## WHAT THE TASK REQUIRES
If a line in the data holds the string "HashSet", list it.

## DATASET ENTRIES
▼

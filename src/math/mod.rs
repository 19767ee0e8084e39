//! Mathematical utilities for the pipeline

/// Bilinear interpolation for raster resampling
pub mod interpolation;
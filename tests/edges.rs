//! Validates edge detection tiers and the escalation guarantees

use edgemaze::analysis::edges::{self, DetectionTier};
use edgemaze::analysis::sampler::BrightnessGrid;
use edgemaze::spatial::Coord;
use rand::SeedableRng;
use rand::rngs::StdRng;

fn grid_from_fn(width: usize, height: usize, value: impl Fn(usize, usize) -> u8) -> BrightnessGrid {
    let mut values = Vec::with_capacity(width * height);
    for y in 0..height {
        for x in 0..width {
            values.push(value(x, y));
        }
    }
    match BrightnessGrid::from_vec(values, width, height) {
        Ok(grid) => grid,
        Err(e) => unreachable!("grid construction failed: {e}"),
    }
}

#[test]
fn test_high_contrast_split_stays_on_tier_one() {
    let grid = grid_from_fn(20, 20, |x, _| if x < 10 { 0 } else { 255 });
    let mut rng = StdRng::seed_from_u64(1);

    let Ok(detection) = edges::detect(grid, &mut rng) else {
        unreachable!("detection failed");
    };

    assert_eq!(detection.tier, DetectionTier::AdaptiveGradient);
    // The split line produces edges on both adjacent columns.
    assert!(detection.mask.is_edge(Coord::new(9, 10)));
    assert!(detection.mask.is_edge(Coord::new(10, 10)));
    assert!(!detection.mask.is_edge(Coord::new(3, 10)));
}

#[test]
fn test_sparse_weak_features_escalate_to_max_difference() {
    // Two isolated +20 bright pixels on a flat background: the gradient
    // pass marks too few cells to clear 2% density on a 30x30 grid, the
    // 8-neighbor pass marks the full 3x3 around each pixel.
    let grid = grid_from_fn(30, 30, |x, y| {
        if (x, y) == (8, 8) || (x, y) == (22, 22) {
            120
        } else {
            100
        }
    });
    let mut rng = StdRng::seed_from_u64(1);

    let Ok(detection) = edges::detect(grid, &mut rng) else {
        unreachable!("detection failed");
    };

    assert_eq!(detection.tier, DetectionTier::MaxDifference);
    assert!(detection.mask.count() >= 10);
    assert!(detection.mask.is_edge(Coord::new(8, 8)));
    assert!(detection.mask.is_edge(Coord::new(7, 7)));
}

#[test]
fn test_uniform_grid_escalates_to_synthetic_mask() {
    let grid = grid_from_fn(10, 10, |_, _| 128);
    let mut rng = StdRng::seed_from_u64(42);

    let Ok(detection) = edges::detect(grid, &mut rng) else {
        unreachable!("detection failed");
    };

    assert_eq!(detection.tier, DetectionTier::Synthetic);
    assert_eq!(detection.mask.width(), 10);
    assert_eq!(detection.mask.height(), 10);
    assert!(detection.mask.count() >= 10, "synthetic mask below the floor");
    // Cross lines sit at mid-axis spanning the inner half.
    assert!(detection.mask.is_edge(Coord::new(4, 5)));
    assert!(detection.mask.is_edge(Coord::new(5, 4)));
}

#[test]
fn test_low_density_never_returns_a_tier_one_mask() {
    // Densities below 2% must escalate even when tier 1 found something.
    let grid = grid_from_fn(30, 30, |x, y| {
        if (x, y) == (15, 15) { 200 } else { 100 }
    });
    let mut rng = StdRng::seed_from_u64(5);

    let Ok(detection) = edges::detect(grid, &mut rng) else {
        unreachable!("detection failed");
    };

    assert_ne!(detection.tier, DetectionTier::AdaptiveGradient);
}

#[test]
fn test_synthetic_mask_is_deterministic_per_seed() {
    let mut first_rng = StdRng::seed_from_u64(7);
    let mut second_rng = StdRng::seed_from_u64(7);

    let (Ok(first), Ok(second)) = (
        edges::synthetic_mask(40, 30, &mut first_rng),
        edges::synthetic_mask(40, 30, &mut second_rng),
    ) else {
        unreachable!("synthetic mask construction failed");
    };

    assert_eq!(first.count(), second.count());
    for y in 0..30 {
        for x in 0..40 {
            let cell = Coord::new(x, y);
            assert_eq!(first.is_edge(cell), second.is_edge(cell), "divergence at {cell}");
        }
    }
}

#[test]
fn test_adaptive_threshold_suppresses_texture_in_high_contrast_regions() {
    // A checkerboard has 5x5 local contrast of 255, so the gradient
    // threshold is 40; a mild 30-step gradient shouldn't mark edges there
    // while the same step in a flat region would.
    let grid = grid_from_fn(20, 20, |x, y| {
        if y < 10 {
            // Noisy half: alternate extremes so local contrast is maximal.
            if (x + y) % 2 == 0 { 0 } else { 255 }
        } else {
            128
        }
    });

    let Ok(mask) = edges::adaptive_gradient_mask(&grid) else {
        unreachable!("gradient mask failed");
    };

    // Flat half carries no gradient at all.
    assert!(!mask.is_edge(Coord::new(10, 15)));
}
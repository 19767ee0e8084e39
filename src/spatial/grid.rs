//! Maze grid state and cell classification
//!
//! The grid is a dense rectangular array of cell states with a fixed entry
//! at (1, 1) and a fixed exit at (width-2, height-2). The outer ring is
//! always wall; generation and pathfinding only ever mutate interior cells.

use ndarray::Array2;

use crate::io::error::{MazeError, Result};
use crate::spatial::coord::Coord;

/// Classification of a single maze cell
#[derive(Debug, Clone, Copy, PartialEq, Eq)]
pub enum CellState {
    /// Impassable cell
    Wall,
    /// Carved, traversable cell
    Open,
    /// The fixed entry marker
    Entry,
    /// The fixed exit marker
    Exit,
    /// Open cell overlaid by the rendered solution path
    Solution,
}

impl CellState {
    /// Whether a path may traverse this cell
    pub const fn is_walkable(self) -> bool {
        !matches!(self, Self::Wall)
    }
}

/// Dense rectangular grid of [`CellState`] cells
#[derive(Debug, Clone)]
pub struct MazeGrid {
    cells: Array2<CellState>,
}

impl MazeGrid {
    /// Create a grid of the given dimensions with every cell `Wall`
    ///
    /// Backing storage is reserved fallibly so an allocation failure
    /// surfaces as a typed error instead of aborting the process.
    ///
    /// # Errors
    ///
    /// Returns `ResourceExhausted` if the backing buffer cannot be
    /// allocated or shaped.
    pub fn filled_with_walls(width: usize, height: usize) -> Result<Self> {
        let len = width * height;
        let mut backing = Vec::new();
        backing
            .try_reserve_exact(len)
            .map_err(|_| MazeError::ResourceExhausted {
                operation: "maze grid allocation",
            })?;
        backing.resize(len, CellState::Wall);

        let cells = Array2::from_shape_vec((height, width), backing).map_err(|_| {
            MazeError::ResourceExhausted {
                operation: "maze grid shaping",
            }
        })?;

        Ok(Self { cells })
    }

    /// Grid width in cells
    pub fn width(&self) -> usize {
        self.cells.ncols()
    }

    /// Grid height in cells
    pub fn height(&self) -> usize {
        self.cells.nrows()
    }

    /// Total cell count
    pub fn total_cells(&self) -> usize {
        self.cells.len()
    }

    /// The fixed entry coordinate (1, 1)
    pub const fn entry(&self) -> Coord {
        Coord::new(1, 1)
    }

    /// The fixed exit coordinate (width-2, height-2)
    pub fn exit(&self) -> Coord {
        Coord::new(self.width() as i32 - 2, self.height() as i32 - 2)
    }

    /// Whether a coordinate lies within the grid
    pub fn contains(&self, cell: Coord) -> bool {
        cell.x >= 0
            && cell.y >= 0
            && (cell.x as usize) < self.width()
            && (cell.y as usize) < self.height()
    }

    /// Whether a coordinate lies strictly inside the outer wall ring
    pub fn interior_contains(&self, cell: Coord) -> bool {
        cell.x >= 1
            && cell.y >= 1
            && (cell.x as usize) + 1 < self.width()
            && (cell.y as usize) + 1 < self.height()
    }

    /// State of the cell at the coordinate, or `None` out of bounds
    pub fn state(&self, cell: Coord) -> Option<CellState> {
        if !self.contains(cell) {
            return None;
        }
        self.cells.get((cell.y as usize, cell.x as usize)).copied()
    }

    /// Overwrite the state of an in-bounds cell; out-of-bounds writes are ignored
    pub fn set_state(&mut self, cell: Coord, state: CellState) {
        if !self.contains(cell) {
            return;
        }
        if let Some(slot) = self.cells.get_mut((cell.y as usize, cell.x as usize)) {
            *slot = state;
        }
    }

    /// Whether a path may traverse the cell at the coordinate
    pub fn is_walkable(&self, cell: Coord) -> bool {
        self.state(cell).is_some_and(CellState::is_walkable)
    }

    /// Count cells currently holding the given state
    pub fn count_state(&self, state: CellState) -> usize {
        self.cells.iter().filter(|&&cell| cell == state).count()
    }

    /// Number of `Open` cells among the four axis-aligned neighbors
    pub fn open_neighbor_count(&self, cell: Coord) -> usize {
        cell.neighbors4()
            .iter()
            .filter(|&&neighbor| self.state(neighbor) == Some(CellState::Open))
            .count()
    }

    /// Force every cell on the outer ring back to `Wall`
    ///
    /// Idempotent; interior cells are untouched.
    pub fn force_outer_ring_walls(&mut self) {
        let (width, height) = (self.width(), self.height());
        if width == 0 || height == 0 {
            return;
        }
        for x in 0..width {
            if let Some(slot) = self.cells.get_mut((0, x)) {
                *slot = CellState::Wall;
            }
            if let Some(slot) = self.cells.get_mut((height - 1, x)) {
                *slot = CellState::Wall;
            }
        }
        for y in 0..height {
            if let Some(slot) = self.cells.get_mut((y, 0)) {
                *slot = CellState::Wall;
            }
            if let Some(slot) = self.cells.get_mut((y, width - 1)) {
                *slot = CellState::Wall;
            }
        }
    }
}
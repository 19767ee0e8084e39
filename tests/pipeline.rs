//! End-to-end pipeline properties: rendering invariants, admission
//! control, determinism, and the documented failure scenarios

mod common;

use std::collections::{HashSet, VecDeque};
use std::sync::Arc;

use edgemaze::MazeError;
use edgemaze::algorithm::executor::{Clock, GenerationRequest, Pipeline, PipelineConfig};
use edgemaze::io::render::Difficulty;
use edgemaze::io::store::{ImageHandle, ImageStore};

struct FixedClock(u64);

impl Clock for FixedClock {
    fn now_millis(&self) -> u64 {
        self.0
    }
}

fn pipeline_with_image(bytes: Vec<u8>) -> (Pipeline, ImageHandle) {
    let store = Arc::new(ImageStore::new());
    let handle = store.store(bytes, "fixture.png");
    (Pipeline::new(store), handle)
}

fn generate(pipeline: &Pipeline, handle: &ImageHandle, width: usize, height: usize, seed: u64) -> edgemaze::Result<edgemaze::algorithm::MazeArtifact> {
    let request = GenerationRequest {
        handle: handle.clone(),
        width,
        height,
    };
    pipeline.generate(&request, seed)
}

fn rows(text: &str) -> Vec<Vec<char>> {
    text.split('\n').map(|row| row.chars().collect()).collect()
}

// Walk non-wall characters from S to E to prove the rendered maze solvable.
fn rendered_maze_is_solvable(grid: &[Vec<char>]) -> bool {
    let mut start = None;
    let mut end = None;
    for (y, row) in grid.iter().enumerate() {
        for (x, &c) in row.iter().enumerate() {
            if c == 'S' {
                start = Some((x, y));
            }
            if c == 'E' {
                end = Some((x, y));
            }
        }
    }
    let (Some(start), Some(end)) = (start, end) else {
        return false;
    };

    let mut visited = HashSet::new();
    let mut queue = VecDeque::new();
    visited.insert(start);
    queue.push_back(start);
    while let Some((x, y)) = queue.pop_front() {
        if (x, y) == end {
            return true;
        }
        let neighbors = [
            (x.wrapping_sub(1), y),
            (x + 1, y),
            (x, y.wrapping_sub(1)),
            (x, y + 1),
        ];
        for (nx, ny) in neighbors {
            let walkable = grid
                .get(ny)
                .and_then(|row| row.get(nx))
                .is_some_and(|&c| c != '█');
            if walkable && visited.insert((nx, ny)) {
                queue.push_back((nx, ny));
            }
        }
    }
    false
}

#[test]
fn test_success_renders_valid_grid_with_single_entry_and_exit() {
    let (pipeline, handle) = pipeline_with_image(common::high_contrast_png(64, 64));

    let Ok(artifact) = generate(&pipeline, &handle, 20, 20, 7) else {
        unreachable!("generation failed");
    };

    let grid = rows(&artifact.text);
    assert_eq!(grid.len(), 20);
    assert!(grid.iter().all(|row| row.len() == 20));

    let entries: usize = grid
        .iter()
        .map(|row| row.iter().filter(|&&c| c == 'S').count())
        .sum();
    let exits: usize = grid
        .iter()
        .map(|row| row.iter().filter(|&&c| c == 'E').count())
        .sum();
    assert_eq!(entries, 1);
    assert_eq!(exits, 1);
    assert_eq!(grid.get(1).and_then(|row| row.get(1)), Some(&'S'));
    assert_eq!(grid.get(18).and_then(|row| row.get(18)), Some(&'E'));

    // Outer ring entirely wall.
    let walls_ok = grid.iter().enumerate().all(|(y, row)| {
        row.iter().enumerate().all(|(x, &c)| {
            if y == 0 || y == 19 || x == 0 || x == 19 {
                c == '█'
            } else {
                true
            }
        })
    });
    assert!(walls_ok, "outer ring contains a non-wall cell");

    assert!(rendered_maze_is_solvable(&grid));
    assert_eq!(artifact.metadata.width, 20);
    assert_eq!(artifact.metadata.height, 20);
    assert!(artifact.metadata.solution_length >= 2);
    assert!(artifact.metadata.edge_cells > 0);
    assert!(!artifact.text.ends_with('\n'));
}

#[test]
fn test_identical_seed_produces_byte_identical_text() {
    let (pipeline, handle) = pipeline_with_image(common::high_contrast_png(48, 48));

    let (Ok(first), Ok(second)) = (
        generate(&pipeline, &handle, 25, 31, 123),
        generate(&pipeline, &handle, 25, 31, 123),
    ) else {
        unreachable!("generation failed");
    };

    assert_eq!(first.text, second.text);
    assert_eq!(
        first.metadata.solution_length,
        second.metadata.solution_length
    );
}

#[test]
fn test_uniform_gray_small_maze_scenario() {
    // Zero contrast forces the synthetic edge tier; the result must still
    // carry a real solution and rate Easy at 10x10.
    let (pipeline, handle) = pipeline_with_image(common::uniform_gray_png(32, 32));

    let Ok(artifact) = generate(&pipeline, &handle, 10, 10, 42) else {
        unreachable!("generation failed");
    };

    assert!(artifact.metadata.solution_length >= 8);
    assert_eq!(artifact.metadata.difficulty, Difficulty::Easy);
    assert!(artifact.metadata.edge_cells >= 10);
    assert!(rendered_maze_is_solvable(&rows(&artifact.text)));
}

#[test]
fn test_oversized_request_is_rejected_before_sampling() {
    // The stored bytes are intentionally not a decodable image: if
    // admission control ever sampled first, this would fail differently.
    let (pipeline, handle) = pipeline_with_image(vec![0u8; 16]);

    let result = generate(&pipeline, &handle, 200, 200, 1);

    match result {
        Err(MazeError::SizeExceeded { cells }) => assert_eq!(cells, 40_000),
        other => unreachable!("expected SizeExceeded, got {other:?}"),
    }
}

#[test]
fn test_dimensions_outside_bounds_are_rejected() {
    let (pipeline, handle) = pipeline_with_image(common::uniform_gray_png(8, 8));

    for (width, height, axis) in [(5, 50, "width"), (50, 300, "height"), (201, 10, "width")] {
        match generate(&pipeline, &handle, width, height, 1) {
            Err(MazeError::InvalidDimensions { axis: got, .. }) => assert_eq!(got, axis),
            other => unreachable!("expected InvalidDimensions, got {other:?}"),
        }
    }
}

#[test]
fn test_unknown_handle_returns_image_not_found() {
    let store = Arc::new(ImageStore::new());
    let pipeline = Pipeline::new(store);
    let handle = ImageHandle::new("img-deadbeef");

    match generate(&pipeline, &handle, 20, 20, 1) {
        Err(MazeError::ImageNotFound { handle: h }) => assert_eq!(h, "img-deadbeef"),
        other => unreachable!("expected ImageNotFound, got {other:?}"),
    }
}

#[test]
fn test_undecodable_bytes_return_decode_error() {
    let (pipeline, handle) = pipeline_with_image(b"not an image at all".to_vec());

    match generate(&pipeline, &handle, 20, 20, 1) {
        Err(MazeError::Decode { .. }) => {}
        other => unreachable!("expected Decode, got {other:?}"),
    }
}

#[test]
fn test_tiny_memory_budget_rejects_before_generation() {
    let store = Arc::new(ImageStore::new());
    let handle = store.store(common::uniform_gray_png(16, 16), "fixture.png");
    let pipeline = Pipeline::with_config(
        store,
        PipelineConfig {
            memory_budget: 10_000,
            memory_fraction: 0.8,
        },
    );

    let request = GenerationRequest {
        handle,
        width: 50,
        height: 50,
    };
    match pipeline.generate(&request, 1) {
        Err(MazeError::InsufficientMemory { estimated, allowed }) => {
            assert!(estimated > allowed);
        }
        other => unreachable!("expected InsufficientMemory, got {other:?}"),
    }
}

#[test]
fn test_injected_clock_stamps_metadata() {
    let store = Arc::new(ImageStore::new());
    let handle = store.store(common::high_contrast_png(32, 32), "fixture.png");
    let pipeline = Pipeline::new(store).with_clock(Box::new(FixedClock(1_712_000_000_000)));

    let Ok(artifact) = generate(&pipeline, &handle, 12, 12, 3) else {
        unreachable!("generation failed");
    };

    assert_eq!(artifact.metadata.generated_at_ms, 1_712_000_000_000);
}

#[test]
fn test_error_kinds_are_stable_for_callers() {
    let (pipeline, handle) = pipeline_with_image(vec![1, 2, 3]);

    let Err(err) = generate(&pipeline, &handle, 250, 10, 1) else {
        unreachable!("expected a failure");
    };
    assert_eq!(err.kind(), "invalid_dimensions");
}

▲

## RESULT OF THE EXERCISE
use std::collections::{HashSet, VecDeque};
    let mut visited = HashSet::new();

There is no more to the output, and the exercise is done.